Concert Review

Maazel at 70: works by Maazel, Ravel & Bartok, LSO, Barbican 16 February 2000

What do you do when you can't celebrate a composer's anniversary? You celebrate a great conductor's, of course. Lorin Maazel is 70 this year and the first of the LSO's four concerts to honour this event coupled the UK premier of Maazel's own Music for Violincello and Orchestra with show pieces by Ravel and Bartok. The evening was a triumph on two counts: firstly, that Lorin Maazel has lost none of his panache as a vivid and intoxicating interpreter of twentieth century music, and secondly, that the LSO showed itself to be the Rolls Royce of orchestras, and not just any Rolls Royce, but a vintage one. They clearly enjoyed every moment playing for Maazel.

The first half was devoted entirely to Maazel's cello work, played by the great Mstislav Rostropovich, for whom it was written. The work is divided into eight sections, with three bridges (for solo cello, cello and percussion and orchestra) placed between them at irregular intervals. Maazel wrote in the programme notes that the work may have been subtitled 'Dreamscapes' and there is certainly a hypnotic element to this work. There are moments of orchestral isolation where solo instruments (a violin, or a clarinet, or a cello) carry the main themes of the piece forward. In parts, the work is masterly at creating the illusion of beauty only for this image to be curtailed by the violent foreboding of the real world - in this case the intervention of roaring brass or scuttling woodwind.

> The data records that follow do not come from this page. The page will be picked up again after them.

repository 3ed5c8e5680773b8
//! POST /api/chat
//!
//! 校验失败与配置错误返回 400；超时与 Worker 失败仍返回 200，错误放在 `error` 字段。

use std::sync::Arc;

use axum::{
    extract::{rejection::JsonRejection, State},
    http::StatusCode,
    Json,
};
use serde::{Deserialize, Serialize};

use crate::agent::{AgentService, ChatRequestOptions};
use crate::workflow::ChatOutcome;

pub const TIMEOUT_MESSAGE: &str = "Request timeout. Please try again.";

#[derive(Debug, Clone, Deserialize)]
pub struct ChatRequest {
    pub message: String,
    /// 缺省取配置 mcp.enabled
    #[serde(default)]
    pub use_mcp: Option<bool>,
    #[serde(default)]
    pub mcp_urls: Option<Vec<String>>,
}

#[derive(Debug, Clone, Serialize, Deserialize, PartialEq, Eq)]
pub struct ChatResponse {
    pub response: String,
    pub error: Option<String>,
}

impl ChatResponse {
    fn ok(response: String) -> Self {
        Self {
            response,
            error: None,
        }
    }

    fn error(error: impl Into<String>) -> Self {
        Self {
            response: String::new(),
            error: Some(error.into()),
        }
    }
}

type ChatReply = (StatusCode, Json<ChatResponse>);

fn bad_request(error: impl Into<String>) -> ChatReply {
    (StatusCode::BAD_REQUEST, Json(ChatResponse::error(error)))
}

fn validate(req: &ChatRequest, max_chars: usize) -> Result<(), String> {
    let chars = req.message.chars().count();
    if req.message.trim().is_empty() {
        return Err("message is required".to_string());
    }
    if chars > max_chars {
        return Err(format!("message must be at most {max_chars} characters (got {chars})"));
    }
    Ok(())
}

pub async fn api_chat(
    State(service): State<Arc<AgentService>>,
    payload: Result<Json<ChatRequest>, JsonRejection>,
) -> ChatReply {
    let req = match payload {
        Ok(Json(req)) => req,
        Err(rejection) => return bad_request(rejection.body_text()),
    };
    if let Err(e) = validate(&req, service.config().workflow.max_message_chars) {
        return bad_request(e);
    }

    let use_mcp = req.use_mcp.unwrap_or(service.config().mcp.enabled);
    let preview: String = req.message.chars().take(50).collect();
    tracing::info!(message = %preview, use_mcp, "received chat request");

    let opts = ChatRequestOptions {
        use_mcp,
        mcp_urls: if use_mcp { req.mcp_urls } else { None },
        ..ChatRequestOptions::default()
    };

    match service.process_message(&req.message, opts).await {
        ChatOutcome::Response(text) => (StatusCode::OK, Json(ChatResponse::ok(text))),
        ChatOutcome::TimedOut => (StatusCode::OK, Json(ChatResponse::error(TIMEOUT_MESSAGE))),
        ChatOutcome::Failed(e) if e.is_config() => bad_request(format!("Configuration error: {e}")),
        ChatOutcome::Failed(e) => (
            StatusCode::OK,
            Json(ChatResponse::error(format!("An error occurred: {e}"))),
        ),
    }
}

#[cfg(test)]
mod tests {
    use super::*;
    use axum::body::{to_bytes, Body};
    use axum::http::Request;
    use tower::ServiceExt;

    use crate::config::AppConfig;
    use crate::llm::MockLlmClient;
    use crate::workflow::RefusalTemplates;

    fn app(llm: MockLlmClient) -> axum::Router {
        crate::api::router(Arc::new(AgentService::new(AppConfig::default(), Arc::new(llm))))
    }

    async fn post_chat(app: axum::Router, body: &str) -> (StatusCode, ChatResponse) {
        let res = app
            .oneshot(
                Request::post("/api/chat")
                    .header("content-type", "application/json")
                    .body(Body::from(body.to_string()))
                    .unwrap(),
            )
            .await
            .unwrap();
        let status = res.status();
        let bytes = to_bytes(res.into_body(), usize::MAX).await.unwrap();
        (status, serde_json::from_slice(&bytes).unwrap())
    }

    #[tokio::test]
    async fn test_chat_success() {
        let llm = MockLlmClient::scripted([
            r#"{"route": 1, "reasoning": "Greeting."}"#,
            "Hi there",
            "Hi there!",
        ]);
        let (status, body) = post_chat(app(llm), r#"{"message": "Hello"}"#).await;
        assert_eq!(status, StatusCode::OK);
        assert_eq!(body, ChatResponse::ok("Hi there!".into()));
    }

    #[tokio::test]
    async fn test_empty_and_oversized_messages_rejected() {
        let (status, body) = post_chat(app(MockLlmClient::default()), r#"{"message": ""}"#).await;
        assert_eq!(status, StatusCode::BAD_REQUEST);
        assert!(body.error.is_some());

        let long = "a".repeat(1001);
        let (status, _) = post_chat(
            app(MockLlmClient::default()),
            &serde_json::json!({ "message": long }).to_string(),
        )
        .await;
        assert_eq!(status, StatusCode::BAD_REQUEST);
    }

    #[tokio::test]
    async fn test_malformed_body_rejected() {
        let (status, body) = post_chat(app(MockLlmClient::default()), r#"{"text": "hi"}"#).await;
        assert_eq!(status, StatusCode::BAD_REQUEST);
        assert_eq!(body.response, "");
    }

    #[tokio::test]
    async fn test_worker_failure_is_reported_in_body() {
        let llm = MockLlmClient::scripted([r#"{"route": 7, "reasoning": "?"}"#]);
        let (status, body) = post_chat(app(llm), r#"{"message": "Hello"}"#).await;
        assert_eq!(status, StatusCode::OK);
        assert!(body.error.unwrap().starts_with("An error occurred:"));
    }

    #[tokio::test]
    async fn test_unknown_language_refusal_falls_back_to_english() {
        let mut config = AppConfig::default();
        config.app.default_language = "klingon".into();
        let llm = MockLlmClient::scripted([r#"{"route": 2, "reasoning": "no"}"#]);
        let service = AgentService::new(config, Arc::new(llm));
        let (status, body) = post_chat(crate::api::router(Arc::new(service)), r#"{"message": "x"}"#).await;
        assert_eq!(status, StatusCode::OK);
        assert!(body.response.starts_with("I'm really sorry"));
        assert!(body.response.ends_with("no"));
    }

    #[tokio::test]
    async fn test_missing_refusal_template_is_config_error() {
        let llm = MockLlmClient::scripted([r#"{"route": 2, "reasoning": "no"}"#]);
        let service = AgentService::new(AppConfig::default(), Arc::new(llm))
            .with_refusal_templates(RefusalTemplates::empty());
        let (status, body) = post_chat(crate::api::router(Arc::new(service)), r#"{"message": "x"}"#).await;
        assert_eq!(status, StatusCode::BAD_REQUEST);
        assert!(body.error.unwrap().starts_with("Configuration error:"));
    }

    #[tokio::test]
    async fn test_health() {
        let res = app(MockLlmClient::default())
            .oneshot(Request::get("/api/health").body(Body::empty()).unwrap())
            .await
            .unwrap();
        assert_eq!(res.status(), StatusCode::OK);
        let bytes = to_bytes(res.into_body(), usize::MAX).await.unwrap();
        assert_eq!(&bytes[..], b"OK");
    }
}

If the work has an influence it is probably a Bartokian one. The string ostinatos, principally on the cellos, appeared to have been clearly borrowed from the Miraculous Mandarin, a piece we were to hear later. If the cello part is indebted to Shostakovich this is no real problem, for Maazel is able to weave lines of pure beauty out of the instrument, and a low threnody on cellos was beautifully minimalist. The work has a circularity to its structure: it begins with a solo violin playing harmonics of ever increasing tension, and concludes with the cello ending the piece in calmness and tenderness. In between, the cello is clearly the protagonist, but ends up the victor. This is no mean achievement after the powerful Bridge that precedes the ending of the work. Here the orchestra is at full volume, the strings reaching ever higher to achieve their heart-searing cry. It is probably the most inspired piece of the score, and a shock after the orchestral stasis that dominates the first 10 minutes of the work The LSO's playing was committed through out and the work probably benefited from the playing of it's dedicatee.

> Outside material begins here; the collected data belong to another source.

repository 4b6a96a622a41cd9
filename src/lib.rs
//! Lead quality scoring and aggregate analytics.
//!
//! [`score_lead`] turns one raw lead document into an explainable
//! [`ScoreResult`]; [`score_all_leads`] fans that out over a batch and
//! reduces it to an [`AggregateReport`]. Both are pure and never fail.

pub mod analytics;
pub mod config;
pub mod error;
pub mod export;
pub mod input;
pub mod report;
pub mod resolve;
pub mod score;
pub mod telemetry;
pub mod types;

pub use analytics::score_all_leads;
pub use error::{LeadscoreError, Result};
pub use score::score_lead;
pub use types::report::{AggregateReport, HistogramBucket, ScoredLead};
pub use types::scoring::{Category, CategoryBreakdown, CategoryScore, ScoreResult, Signal, Tier};
use crate::types::scoring::{Score, Tier};

/// Lower bounds, hottest first. Anything below the last floor is cold.
const TIER_FLOORS: [(Score, Tier); 3] = [(80, Tier::Hot), (60, Tier::Warm), (40, Tier::Cool)];

pub fn classify(total_score: Score) -> Tier {
    TIER_FLOORS
        .iter()
        .find(|(floor, _)| total_score >= *floor)
        .map(|(_, tier)| *tier)
        .unwrap_or(Tier::Cold)
}
use super::Tally;
use crate::resolve::ResolvedAttributes;
use crate::types::scoring::CategoryScore;

/// Usage-data provenance. At most one entry applies per lead.
const SOURCE_POINTS: [(&str, u32, &str); 3] = [
    ("smart_meter_texas", 40, "Smart Meter Texas data"),
    ("utility_bill", 30, "Utility bill data"),
    ("estimated", 15, "Estimated usage"),
];

pub fn energy_data_score(attrs: &ResolvedAttributes) -> CategoryScore {
    let mut tally = Tally::default();

    if let Some((_, points, text)) = SOURCE_POINTS
        .iter()
        .find(|(source, _, _)| *source == attrs.usage_source)
    {
        tally.award("energy.source", *points, *text);
    }
    if attrs.monthly_usage_kwh > 0.0 {
        tally.award(
            "energy.monthly_usage",
            20,
            format!("Monthly usage: {} kWh", attrs.monthly_usage_kwh),
        );
    }
    if attrs.annual_usage_kwh > 0.0 {
        tally.award("energy.annual_usage", 10, "Annual usage known");
    }
    if attrs.history_records > 0 {
        tally.award(
            "energy.history",
            15,
            format!("{} months of usage history", attrs.history_records),
        );
    }
    if !attrs.provider.is_empty() {
        tally.award(
            "energy.provider",
            10,
            format!("Provider: {}", attrs.provider),
        );
    }
    if !attrs.meter_id.is_empty() {
        tally.award("energy.meter_id", 5, "ESIID linked");
    }

    tally.finish()
}
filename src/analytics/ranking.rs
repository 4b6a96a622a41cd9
use crate::types::report::ScoredLead;
use std::cmp::Ordering;

/// Number of leads listed at each end of the ranking.
pub const RANKING_SIZE: usize = 5;

fn ranked(
    scored: &[ScoredLead],
    order: impl Fn(&ScoredLead, &ScoredLead) -> Ordering,
) -> Vec<ScoredLead> {
    let mut sorted = scored.iter().collect::<Vec<_>>();
    // `sort_by` is stable: equal scores keep their input order.
    sorted.sort_by(|a, b| order(a, b));
    sorted.into_iter().take(RANKING_SIZE).cloned().collect()
}

pub fn top_leads(scored: &[ScoredLead]) -> Vec<ScoredLead> {
    ranked(scored, |a, b| b.total_score().cmp(&a.total_score()))
}

pub fn bottom_leads(scored: &[ScoredLead]) -> Vec<ScoredLead> {
    ranked(scored, |a, b| a.total_score().cmp(&b.total_score()))
}
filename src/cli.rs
use clap::{Args, Parser, Subcommand, ValueEnum};
use leadscore::report::OutputFormat;
use std::path::PathBuf;

#[derive(Parser)]
#[command(
    name = "leadscore",
    version,
    about = "Lead quality scoring and pipeline analytics CLI"
)]
pub struct Cli {
    /// Increase verbosity (-v for info, -vv for debug)
    #[arg(short, long, action = clap::ArgAction::Count, global = true)]
    pub verbose: u8,

    /// Suppress all output except errors
    #[arg(short, long, global = true, conflicts_with = "verbose")]
    pub quiet: bool,

    /// Config file to use instead of ./leadscore.toml
    #[arg(long, global = true)]
    pub config: Option<PathBuf>,

    #[command(subcommand)]
    pub command: Commands,
}

#[derive(Subcommand)]
pub enum Commands {
    /// Score a single lead document
    Score(ScoreCommand),
    /// Score a batch of leads and print aggregate analytics
    Report(ReportCommand),
}

#[derive(Args)]
pub struct ScoreCommand {
    pub path: PathBuf,
    #[arg(short, long, value_enum)]
    pub format: Option<ReportFormat>,
}

#[derive(Args)]
pub struct ReportCommand {
    /// JSON file (array, object, or {"leads": [...]}) or directory of JSON documents
    pub path: PathBuf,
    #[arg(short, long, value_enum)]
    pub format: Option<ReportFormat>,
    /// Also write a timestamped snapshot to the export directory
    #[arg(long)]
    pub export: bool,
}

#[derive(Clone, Copy, ValueEnum)]
pub enum ReportFormat {
    Json,
    Md,
}

impl From<ReportFormat> for OutputFormat {
    fn from(format: ReportFormat) -> Self {
        match format {
            ReportFormat::Json => OutputFormat::Json,
            ReportFormat::Md => OutputFormat::Md,
        }
    }
}
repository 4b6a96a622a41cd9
use serde::Serialize;

pub fn to_json<T: Serialize>(value: &T) -> Result<String, serde_json::Error> {
    serde_json::to_string_pretty(value)
}
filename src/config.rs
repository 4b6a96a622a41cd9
use crate::error::{LeadscoreError, Result};
use crate::types::config::LeadscoreConfig;
use std::path::{Path, PathBuf};
use toml::map::Map;
use toml::Value;

pub const DEFAULT_CONFIG_FILE: &str = "leadscore.toml";
pub const DEFAULT_LOCAL_FILE: &str = ".leadscore/local.toml";
pub const DEFAULT_GLOBAL_CONFIG_FILE: &str = ".config/leadscore/config.toml";

/// Loads the layered configuration for `root`.
///
/// Layers merge global, then project (`explicit` or `leadscore.toml`), then
/// local overrides. Returns `None` when no project file exists.
pub fn load_config(root: &Path, explicit: Option<&Path>) -> Result<Option<LeadscoreConfig>> {
    let global = std::env::var_os("HOME")
        .map(PathBuf::from)
        .map(|home| home.join(DEFAULT_GLOBAL_CONFIG_FILE));
    load_config_with_global(root, explicit, global.as_deref())
}

pub(crate) fn load_config_with_global(
    root: &Path,
    explicit: Option<&Path>,
    global_path: Option<&Path>,
) -> Result<Option<LeadscoreConfig>> {
    let project_path = match explicit {
        Some(path) if !path.exists() => {
            return Err(LeadscoreError::ConfigNotFound(path.display().to_string()));
        }
        Some(path) => path.to_path_buf(),
        None => root.join(DEFAULT_CONFIG_FILE),
    };
    if !project_path.exists() {
        return Ok(None);
    }

    let mut merged = Value::Table(Map::new());
    if let Some(path) = global_path {
        merge_file_if_exists(&mut merged, path)?;
    }
    merge_file_if_exists(&mut merged, &project_path)?;
    merge_file_if_exists(&mut merged, &root.join(DEFAULT_LOCAL_FILE))?;

    let cfg: LeadscoreConfig = merged
        .try_into()
        .map_err(|e: toml::de::Error| LeadscoreError::ConfigParse(e.to_string()))?;
    cfg.validate()?;
    Ok(Some(cfg))
}

fn merge_file_if_exists(merged: &mut Value, path: &Path) -> Result<()> {
    if !path.exists() {
        return Ok(());
    }
    let value = read_toml_value(path)?;
    merge_toml(merged, value);
    Ok(())
}

fn read_toml_value(path: &Path) -> Result<Value> {
    let content = std::fs::read_to_string(path)?;
    toml::from_str(&content)
        .map_err(|e| LeadscoreError::ConfigParse(format!("{}: {}", path.display(), e)))
}

fn merge_toml(base: &mut Value, overlay: Value) {
    match (base, overlay) {
        (Value::Table(base_table), Value::Table(overlay_table)) => {
            for (key, value) in overlay_table {
                match base_table.get_mut(&key) {
                    Some(existing) => merge_toml(existing, value),
                    None => {
                        base_table.insert(key, value);
                    }
                }
            }
        }
        (slot, value) => {
            *slot = value;
        }
    }
}

#[cfg(test)]
mod tests {
    use super::*;
    use crate::report::OutputFormat;
    use std::fs;
    use tempfile::TempDir;

    #[test]
    fn load_config_returns_none_when_project_file_missing() {
        let dir = TempDir::new().expect("temp dir should be created");
        let cfg = load_config_with_global(dir.path(), None, None).expect("load should not fail");
        assert!(cfg.is_none());
    }

    #[test]
    fn load_config_rejects_missing_explicit_file() {
        let dir = TempDir::new().expect("temp dir should be created");
        let missing = dir.path().join("nope.toml");
        let err = load_config_with_global(dir.path(), Some(&missing), None)
            .expect_err("missing explicit config should fail");
        assert!(matches!(err, LeadscoreError::ConfigNotFound(_)));
    }

    #[test]
    fn load_config_merges_global_project_and_local_in_order() {
        let root = TempDir::new().expect("root temp dir should be created");
        let global_root = TempDir::new().expect("global temp dir should be created");
        let global_path = global_root.path().join("config.toml");

        fs::write(
            &global_path,
            r#"
[input]
max_records = 100

[logging]
level = "info"
"#,
        )
        .expect("global config should write");

        fs::write(
            root.path().join(DEFAULT_CONFIG_FILE),
            r#"
[input]
max_records = 500

[report]
format = "json"
"#,
        )
        .expect("project config should write");

        fs::create_dir_all(root.path().join(".leadscore")).expect("local dir should create");
        fs::write(
            root.path().join(DEFAULT_LOCAL_FILE),
            r#"
[report]
show_signals = false
"#,
        )
        .expect("local override should write");

        let cfg = load_config_with_global(root.path(), None, Some(&global_path))
            .expect("load should succeed")
            .expect("merged config should exist");

        assert_eq!(cfg.max_records(), Some(500));
        assert_eq!(cfg.report_format(), Some(OutputFormat::Json));
        assert!(!cfg.show_signals());
        assert_eq!(cfg.log_level(), "info");
    }

    #[test]
    fn load_config_validates_merged_result() {
        let root = TempDir::new().expect("root temp dir should be created");
        fs::write(
            root.path().join(DEFAULT_CONFIG_FILE),
            "[report]\nformat = \"html\"\n",
        )
        .expect("project config should write");

        let err = load_config_with_global(root.path(), None, None)
            .expect_err("invalid format should fail");
        assert!(err.to_string().contains("report.format"));
    }

    #[test]
    fn toml_syntax_and_type_errors_surface_as_config_parse() {
        let root = TempDir::new().expect("root temp dir should be created");
        let project = root.path().join(DEFAULT_CONFIG_FILE);

        fs::write(&project, "[input\n").expect("project config should write");
        let err = load_config_with_global(root.path(), None, None)
            .expect_err("malformed toml should fail");
        assert!(matches!(err, LeadscoreError::ConfigParse(ref detail) if detail.contains("leadscore.toml")));

        fs::write(&project, "[input]\nmax_records = \"lots\"\n").expect("project config should write");
        let err = load_config_with_global(root.path(), None, None)
            .expect_err("mistyped field should fail");
        assert!(matches!(err, LeadscoreError::ConfigParse(_)));
    }

    #[test]
    fn explicit_config_path_replaces_project_file() {
        let root = TempDir::new().expect("root temp dir should be created");
        let explicit = root.path().join("ci.toml");
        fs::write(&explicit, "[input]\nmax_records = 7\n").expect("explicit config should write");

        let cfg = load_config_with_global(root.path(), Some(&explicit), None)
            .expect("load should succeed")
            .expect("explicit config should exist");
        assert_eq!(cfg.max_records(), Some(7));
    }
}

The second half was devoted to Ravel's Rapsodie espagnole and Bartok's Miraculous Mandarin Suite. The Ravel was a performance of vivid colour - the strings of the LSO darkly sensuous and the woodwind deliciously scented in Spanish mist . It was also a performance of some breadth in the early movements which allowed the counterpoint of the solo strings to develop as they should. In the Malagueña quarter notes never became heavy. In the Habanera there was a delightful laziness to the playing. The Feria was breathtaking, the LSO following Maazel's fiery tempo like rampaging horses.

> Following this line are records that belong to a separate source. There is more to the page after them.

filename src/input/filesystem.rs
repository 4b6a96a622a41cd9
use sha2::{Digest, Sha256};
use std::path::{Path, PathBuf};
use walkdir::WalkDir;

/// Every `*.json` file under `root`, ordered by path.
pub fn list_json_files(root: &Path) -> Vec<PathBuf> {
    WalkDir::new(root)
        .sort_by_file_name()
        .into_iter()
        .filter_map(|entry| entry.ok())
        .filter(|entry| entry.file_type().is_file())
        .map(|entry| entry.path().to_path_buf())
        .filter(|path| {
            path.extension()
                .and_then(|ext| ext.to_str())
                .map(|ext| ext.eq_ignore_ascii_case("json"))
                .unwrap_or(false)
        })
        .collect()
}

pub fn sha256_hex(hasher: Sha256) -> String {
    let digest = hasher.finalize();
    format!("{digest:x}")
}

#[cfg(test)]
mod tests {
    use super::*;
    use std::fs;
    use tempfile::TempDir;

    #[test]
    fn list_json_files_is_sorted_and_filtered() {
        let dir = TempDir::new().expect("temp dir should be created");
        fs::create_dir_all(dir.path().join("nested")).expect("nested dir should create");
        fs::write(dir.path().join("b.json"), "{}").expect("b should write");
        fs::write(dir.path().join("a.json"), "{}").expect("a should write");
        fs::write(dir.path().join("notes.txt"), "skip").expect("notes should write");
        fs::write(dir.path().join("nested/c.JSON"), "{}").expect("c should write");

        let names = list_json_files(dir.path())
            .iter()
            .map(|path| {
                path.strip_prefix(dir.path())
                    .expect("path should be under root")
                    .to_string_lossy()
                    .replace('\\', "/")
            })
            .collect::<Vec<_>>();
        assert_eq!(names, vec!["a.json", "b.json", "nested/c.JSON"]);
    }

    #[test]
    fn sha256_of_empty_input_is_well_known() {
        assert_eq!(
            sha256_hex(Sha256::new()),
            "e3b0c44298fc1c149afbf4c8996fb92427ae41e4649b934ca495991b7852b855"
        );
    }
}
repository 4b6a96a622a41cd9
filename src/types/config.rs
use crate::error::LeadscoreError;
use crate::report::OutputFormat;
use serde::Deserialize;
use tracing_subscriber::EnvFilter;

pub const DEFAULT_EXPORT_DIR: &str = ".leadscore/reports";
pub const DEFAULT_LOG_LEVEL: &str = "warn";

/// Operator settings. None of these change how a lead is scored.
#[derive(Debug, Clone, Default, Deserialize)]
pub struct LeadscoreConfig {
    pub input: Option<InputConfig>,
    pub report: Option<ReportConfig>,
    pub export: Option<ExportConfig>,
    pub logging: Option<LoggingConfig>,
}

#[derive(Debug, Clone, Deserialize)]
pub struct InputConfig {
    pub max_records: Option<usize>,
}

#[derive(Debug, Clone, Deserialize)]
pub struct ReportConfig {
    pub format: Option<String>,
    pub show_signals: Option<bool>,
}

#[derive(Debug, Clone, Deserialize)]
pub struct ExportConfig {
    pub dir: Option<String>,
}

#[derive(Debug, Clone, Deserialize)]
pub struct LoggingConfig {
    pub level: Option<String>,
}

impl LeadscoreConfig {
    pub fn max_records(&self) -> Option<usize> {
        self.input.as_ref().and_then(|input| input.max_records)
    }

    pub fn report_format(&self) -> Option<OutputFormat> {
        self.report
            .as_ref()
            .and_then(|report| report.format.as_deref())
            .and_then(OutputFormat::from_name)
    }

    pub fn show_signals(&self) -> bool {
        self.report
            .as_ref()
            .and_then(|report| report.show_signals)
            .unwrap_or(true)
    }

    pub fn export_dir(&self) -> &str {
        self.export
            .as_ref()
            .and_then(|export| export.dir.as_deref())
            .unwrap_or(DEFAULT_EXPORT_DIR)
    }

    pub fn log_level(&self) -> &str {
        self.logging
            .as_ref()
            .and_then(|logging| logging.level.as_deref())
            .unwrap_or(DEFAULT_LOG_LEVEL)
    }

    pub fn validate(&self) -> Result<(), LeadscoreError> {
        if self.max_records() == Some(0) {
            return Err(LeadscoreError::ConfigParse(
                "input.max_records must be greater than 0".to_string(),
            ));
        }

        if let Some(format) = self
            .report
            .as_ref()
            .and_then(|report| report.format.as_deref())
        {
            if OutputFormat::from_name(format).is_none() {
                return Err(LeadscoreError::ConfigParse(format!(
                    "unsupported report.format: {format} (expected md or json)"
                )));
            }
        }

        if self.export_dir().trim().is_empty() {
            return Err(LeadscoreError::ConfigParse(
                "export.dir must not be empty".to_string(),
            ));
        }

        let level = self.log_level();
        if EnvFilter::try_new(level).is_err() {
            return Err(LeadscoreError::ConfigParse(format!(
                "logging.level is not a valid filter directive: {level}"
            )));
        }

        Ok(())
    }
}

The Bartok produced some miraculous playing from the LSO. The performance was at once expressive and deeply sensuous, especially in the Dance of the Young Girl. The barbaric ostinatos of the opening prelude were fabulously played , woodwind and brass shrieking at the top of their register. The articulation in the final pages, with massed strings rushing to the finish, was a sight to behold. On this showing, the LSO showed itself to be the greatest orchestra in the world.

Marc Bridle


Maazel at 70 continues with concerts on 17 February (Maazel, Dvorak and Tchaikovsky), on 20 February with Mahler's Resurrection Symphony and on 22 February with Strauss's Symphonia domestica.